- [ABOUT THIS EXERCISE] Retyping the data exactly is the task. Include every line.

[Stored dataset items]
··········
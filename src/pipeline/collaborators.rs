//! Contracts for the external systems the pipeline drives.
//!
//! Transports live outside this crate; tests use in-memory doubles.

use std::path::Path;

use anyhow::Result;
use async_trait::async_trait;

use crate::feedback::{PrDetails, PullRequestRef, ReviewComment, Ticket};

/// Issue tracker access.
#[async_trait]
pub trait TicketStore: Send + Sync {
    async fn get_ticket(&self, key: &str) -> Result<Ticket>;

    /// Whether the ticket carries a non-default security classification.
    async fn has_security_level(&self, key: &str) -> Result<bool>;
}

/// Code host access (pull requests and their comments).
#[async_trait]
pub trait CodeHost: Send + Sync {
    async fn get_pr_details(&self, pr: &PullRequestRef) -> Result<PrDetails>;

    /// General (conversation) comments; marker comments live here.
    async fn list_pr_comments(&self, pr: &PullRequestRef) -> Result<Vec<ReviewComment>>;

    async fn add_pr_comment(&self, pr: &PullRequestRef, body: &str) -> Result<()>;

    async fn reply_to_pr_comment(&self, pr: &PullRequestRef, parent_id: i64, body: &str) -> Result<()>;
}

/// Commit co-author trailer.
#[derive(Debug, Clone, PartialEq, Eq)]
pub struct CoAuthor {
    pub name: String,
    pub email: String,
}

/// Local checkout of the PR's head branch.
#[async_trait]
pub trait WorkingCopy: Send + Sync {
    async fn clone_repository(&self, url: &str, dir: &Path) -> Result<()>;

    async fn switch_to_branch(&self, dir: &Path, branch: &str) -> Result<()>;

    async fn pull_changes(&self, dir: &Path, branch: &str) -> Result<()>;

    async fn commit_changes(&self, dir: &Path, message: &str, co_author: Option<&CoAuthor>) -> Result<()>;

    async fn push_changes(&self, dir: &Path, branch: &str, fork_owner: &str, repo: &str) -> Result<()>;
}

/// AI code generation backend.
///
/// Called once per feedback group against the shared, evolving working tree.
/// Returns the generator's free-text output.
#[async_trait]
pub trait CodeGenerator: Send + Sync {
    async fn generate_code(&self, prompt: &str, repo_dir: &Path) -> Result<String>;
}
··········
- [RESULT]
filename src/pipeline/collaborators.rs
//! Contracts for the external systems the pipeline drives.
//!
//! Transports live outside this crate; tests use in-memory doubles.

use std::path::Path;

use anyhow::Result;
use async_trait::async_trait;

use crate::feedback::{PrDetails, PullRequestRef, ReviewComment, Ticket};

/// Issue tracker access.
#[async_trait]
pub trait TicketStore: Send + Sync {
    async fn get_ticket(&self, key: &str) -> Result<Ticket>;

    /// Whether the ticket carries a non-default security classification.
    async fn has_security_level(&self, key: &str) -> Result<bool>;
}

/// Code host access (pull requests and their comments).
#[async_trait]
pub trait CodeHost: Send + Sync {
    async fn get_pr_details(&self, pr: &PullRequestRef) -> Result<PrDetails>;

    /// General (conversation) comments; marker comments live here.
    async fn list_pr_comments(&self, pr: &PullRequestRef) -> Result<Vec<ReviewComment>>;

    async fn add_pr_comment(&self, pr: &PullRequestRef, body: &str) -> Result<()>;

    async fn reply_to_pr_comment(&self, pr: &PullRequestRef, parent_id: i64, body: &str) -> Result<()>;
}

/// Commit co-author trailer.
#[derive(Debug, Clone, PartialEq, Eq)]
pub struct CoAuthor {
    pub name: String,
    pub email: String,
}

/// Local checkout of the PR's head branch.
#[async_trait]
pub trait WorkingCopy: Send + Sync {
    async fn clone_repository(&self, url: &str, dir: &Path) -> Result<()>;

    async fn switch_to_branch(&self, dir: &Path, branch: &str) -> Result<()>;

    async fn pull_changes(&self, dir: &Path, branch: &str) -> Result<()>;

    async fn commit_changes(&self, dir: &Path, message: &str, co_author: Option<&CoAuthor>) -> Result<()>;

    async fn push_changes(&self, dir: &Path, branch: &str, fork_owner: &str, repo: &str) -> Result<()>;
}

/// AI code generation backend.
///
/// Called once per feedback group against the shared, evolving working tree.
/// Returns the generator's free-text output.
#[async_trait]
pub trait CodeGenerator: Send + Sync {
    async fn generate_code(&self, prompt: &str, repo_dir: &Path) -> Result<String>;
}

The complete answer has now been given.